Troubleshooting in animal models of colitis: The use of a novel electrocautery model

Abstract

Introduction: Experimental colitis induced by chemical agents leads to upregulation of inflammatory cytokines in distant unaffected small intestine and to a decrease in nutrient absorption. To preclude any possible proximal diffusion of these chemicals, we designed a novel method for ulcer induction in the colon by electrocautery. Methods: Under light anesthesia, a colonic ulcer was induced in rats by a special electrocautery probe introduced in the descending colon through the rectum allowing the injection of a controlled electrolytic current. A direct current (3–7 mA) was delivered through the electrodes for 30 s and then for another 30 s after reversing the polarity of the electrodes. Then, the probe was moved for a distance of ± 0.5 cm and the current injection was repeated. Rats were sacrificed at various time intervals after ulcer induction (3–96 h). Samples from colon and jejunum were taken for histological assessment and determination, by ELISA, of the levels of interleukin-1β (IL-1β) and tumor necrosis factor α (TNF-α). In other groups of animals, jejunal amino acid absorption was determined in vivo at 24 and 48 h post electrocautery. Results: A colonic ulcer persisted for 72 h after cauterization. A significant upregulation of the levels of different cytokines was observed in the colon and jejunum post cauterization and persisted for at least 48 h.
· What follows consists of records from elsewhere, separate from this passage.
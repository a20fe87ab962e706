//! In-memory `Machine` for exercising the dispatch table and the session
//! loop without a hypervisor.

use crate::machine::{Machine, MachineError, PowerState, SnapshotInfo};

#[derive(Debug, Clone)]
pub struct FakeMachine {
    pub name: String,
    pub power: PowerState,
    pub guest_agent: bool,
    pub snapshots: Vec<SnapshotInfo>,
    /// Number of calls that actually changed power state or snapshots.
    pub state_changes: usize,
    /// When set, every hypervisor call fails with this message.
    pub fail_with: Option<String>,
    /// When set, `details()` panics.
    pub panic_on_details: bool,
    pub released: bool,
}

impl FakeMachine {
    pub fn new(name: &str) -> Self {
        Self {
            name: name.to_string(),
            power: PowerState::Running,
            guest_agent: false,
            snapshots: Vec::new(),
            state_changes: 0,
            fail_with: None,
            panic_on_details: false,
            released: false,
        }
    }

    pub fn powered_off(mut self) -> Self {
        self.power = PowerState::Off;
        self
    }

    pub fn with_guest_agent(mut self) -> Self {
        self.guest_agent = true;
        self
    }

    pub fn with_snapshots<I, S>(mut self, names: I) -> Self
    where
        I: IntoIterator<Item = S>,
        S: Into<String>,
    {
        self.snapshots.extend(names.into_iter().map(|name| SnapshotInfo {
            name: name.into(),
            created: Some("2026-01-01T00-00-00".into()),
        }));
        self
    }

    fn check(&self, action: &'static str) -> Result<(), MachineError> {
        match &self.fail_with {
            Some(message) => Err(MachineError::Operation {
                action,
                message: message.clone(),
            }),
            None => Ok(()),
        }
    }

    fn set_power(&mut self, action: &'static str, power: PowerState) -> Result<(), MachineError> {
        self.check(action)?;
        self.power = power;
        self.state_changes += 1;
        Ok(())
    }
}

impl Machine for FakeMachine {
    fn name(&self) -> &str {
        &self.name
    }

    fn power_state(&self) -> Result<PowerState, MachineError> {
        self.check("power state query")?;
        Ok(self.power)
    }

    fn start(&mut self) -> Result<(), MachineError> {
        self.set_power("power on", PowerState::Running)
    }

    fn stop(&mut self) -> Result<(), MachineError> {
        self.set_power("power off", PowerState::Off)
    }

    fn reset(&mut self) -> Result<(), MachineError> {
        self.set_power("reset", PowerState::Running)
    }

    fn has_guest_agent(&self) -> Result<bool, MachineError> {
        self.check("guest agent query")?;
        Ok(self.guest_agent && self.power.is_on())
    }

    fn guest_shutdown(&mut self) -> Result<(), MachineError> {
        self.set_power("guest shutdown", PowerState::Off)
    }

    fn guest_reboot(&mut self) -> Result<(), MachineError> {
        self.set_power("guest reboot", PowerState::Running)
    }

    fn snapshots(&self) -> Result<Vec<SnapshotInfo>, MachineError> {
        self.check("snapshot listing")?;
        Ok(self.snapshots.clone())
    }

    fn create_snapshot(&mut self, name: &str) -> Result<(), MachineError> {
        self.check("snapshot creation")?;
        self.snapshots.push(SnapshotInfo {
            name: name.to_string(),
            created: None,
        });
        self.state_changes += 1;
        Ok(())
    }

    fn delete_snapshot(&mut self, name: &str) -> Result<(), MachineError> {
        self.check("snapshot deletion")?;
        let before = self.snapshots.len();
        self.snapshots.retain(|s| s.name != name);
        if self.snapshots.len() == before {
            return Err(MachineError::SnapshotNotFound {
                name: name.to_string(),
            });
        }
        self.state_changes += 1;
        Ok(())
    }

    fn details(&self) -> Result<Vec<(String, String)>, MachineError> {
        if self.panic_on_details {
            panic!("simulated fault in details");
        }
        self.check("details query")?;
        Ok(vec![
            ("name".into(), self.name.clone()),
            ("state".into(), self.power.to_string()),
            ("snapshots".into(), self.snapshots.len().to_string()),
            ("guest agent".into(), self.guest_agent.to_string()),
        ])
    }

    fn release(&mut self) {
        self.released = true;
    }
}
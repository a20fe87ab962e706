use futures_util::FutureExt;
use thiserror::Error;
use tokio::io::{AsyncBufReadExt, AsyncWriteExt, BufReader, Lines};
use tokio::net::UnixStream;
use tokio::net::unix::{OwnedReadHalf, OwnedWriteHalf};
use vmctl_worker::{FrameDecoder, FrameError, Response};

#[derive(Debug, Error)]
pub enum ChannelError {
    /// The worker closed its end. `open_block` names a block cut short.
    #[error("channel closed by worker")]
    Closed { open_block: Option<String> },

    #[error("channel i/o failed")]
    Io(#[source] std::io::Error),

    #[error(transparent)]
    Frame(#[from] FrameError),
}

/// Controller end of the command channel.
///
/// Commands go out as single lines; responses come back as frames. Reads
/// go through `Lines::next_line`, which is cancel-safe, so a receive can be
/// raced against a timeout without losing buffered data.
pub struct Channel {
    lines: Lines<BufReader<OwnedReadHalf>>,
    writer: OwnedWriteHalf,
}

impl Channel {
    pub fn new(stream: UnixStream) -> Self {
        let (reader, writer) = stream.into_split();
        Self {
            lines: BufReader::new(reader).lines(),
            writer,
        }
    }

    /// Discard response lines that are already waiting. Returns how many
    /// were dropped.
    pub fn drain_stale(&mut self) -> usize {
        let mut dropped = 0;
        while let Some(Ok(Some(line))) = self.lines.next_line().now_or_never() {
            tracing::warn!(line = %line, "discarding stale response line");
            dropped += 1;
        }
        dropped
    }

    pub async fn send_line(&mut self, line: &str) -> Result<(), ChannelError> {
        let mut buf = String::with_capacity(line.len() + 1);
        buf.push_str(line);
        buf.push('\n');
        self.writer
            .write_all(buf.as_bytes())
            .await
            .map_err(ChannelError::Io)?;
        self.writer.flush().await.map_err(ChannelError::Io)
    }

    /// Read exactly one response frame.
    pub async fn recv_frame(&mut self) -> Result<Response, ChannelError> {
        let mut decoder = FrameDecoder::new();
        loop {
            let Some(line) = self.lines.next_line().await.map_err(ChannelError::Io)? else {
                return Err(ChannelError::Closed {
                    open_block: decoder.open_block().map(str::to_string),
                });
            };
            tracing::trace!(line = %line, "received");
            if let Some(response) = decoder.push_line(&line)? {
                return Ok(response);
            }
        }
    }
}

#[cfg(test)]
mod tests {
    use super::*;

    async fn pair() -> (Channel, UnixStream) {
        let (ours, theirs) = UnixStream::pair().unwrap();
        (Channel::new(ours), theirs)
    }

    #[tokio::test]
    async fn receives_single_line_and_block_frames() {
        let (mut channel, mut worker) = pair().await;
        worker
            .write_all(b"SUCCESS: done\nDETAILS_START\nname: web01\nDETAILS_END\n")
            .await
            .unwrap();

        assert_eq!(
            channel.recv_frame().await.unwrap(),
            Response::Success("done".into())
        );
        match channel.recv_frame().await.unwrap() {
            Response::Block { name, lines } => {
                assert_eq!(name, "DETAILS");
                assert_eq!(lines, vec!["name: web01"]);
            }
            other => panic!("expected block, got {other:?}"),
        }
    }

    #[tokio::test]
    async fn truncated_block_reports_open_block() {
        let (mut channel, mut worker) = pair().await;
        worker.write_all(b"SNAPSHOTS_START\nsnap1\n").await.unwrap();
        drop(worker);

        match channel.recv_frame().await {
            Err(ChannelError::Closed { open_block }) => {
                assert_eq!(open_block.as_deref(), Some("SNAPSHOTS"));
            }
            other => panic!("expected closed, got {other:?}"),
        }
    }

    #[tokio::test]
    async fn eof_between_frames_is_plain_close() {
        let (mut channel, worker) = pair().await;
        drop(worker);
        assert!(matches!(
            channel.recv_frame().await,
            Err(ChannelError::Closed { open_block: None })
        ));
    }

    #[tokio::test]
    async fn drain_discards_buffered_lines() {
        let (mut channel, mut worker) = pair().await;
        worker.write_all(b"SUCCESS: first\nSUCCESS: second\n").await.unwrap();
        assert_eq!(
            channel.recv_frame().await.unwrap(),
            Response::Success("first".into())
        );

        assert_eq!(channel.drain_stale(), 1);
        assert_eq!(channel.drain_stale(), 0);
    }

    #[tokio::test]
    async fn send_line_appends_newline() {
        let (mut channel, worker) = pair().await;
        channel.send_line("power-on").await.unwrap();

        let mut lines = BufReader::new(worker).lines();
        assert_eq!(lines.next_line().await.unwrap().as_deref(), Some("power-on"));
    }

    #[tokio::test]
    async fn garbage_is_a_frame_error() {
        let (mut channel, mut worker) = pair().await;
        worker.write_all(b"hello there\n").await.unwrap();
        assert!(matches!(
            channel.recv_frame().await,
            Err(ChannelError::Frame(FrameError::Unexpected(_)))
        ));
    }
}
In the jejunum, IL-1β increased from 81 ± 9 to 652 ± 110 ( p < 0.01) and 243 ± 47 ( p < 0.05) pg/mg protein at 24 and 48 h, respectively. Similarly, jejunal TNF-α levels increased by approximately 2 folds at 24 and 48 h post ulcer induction ( p < 0.05). A similar but higher increase in cytokines was observed in the colon. Jejunal alanine absorption (0.2 ± 0.02 µmol/20 min/cm) decreased significantly at 24 and 48 h after colitis induction (0.12 ± 0.01 and 0.14 ± 0.02, respectively; p < 0.01). Discussion: This model may be used as an alternative or a complement to chemical models of colitis.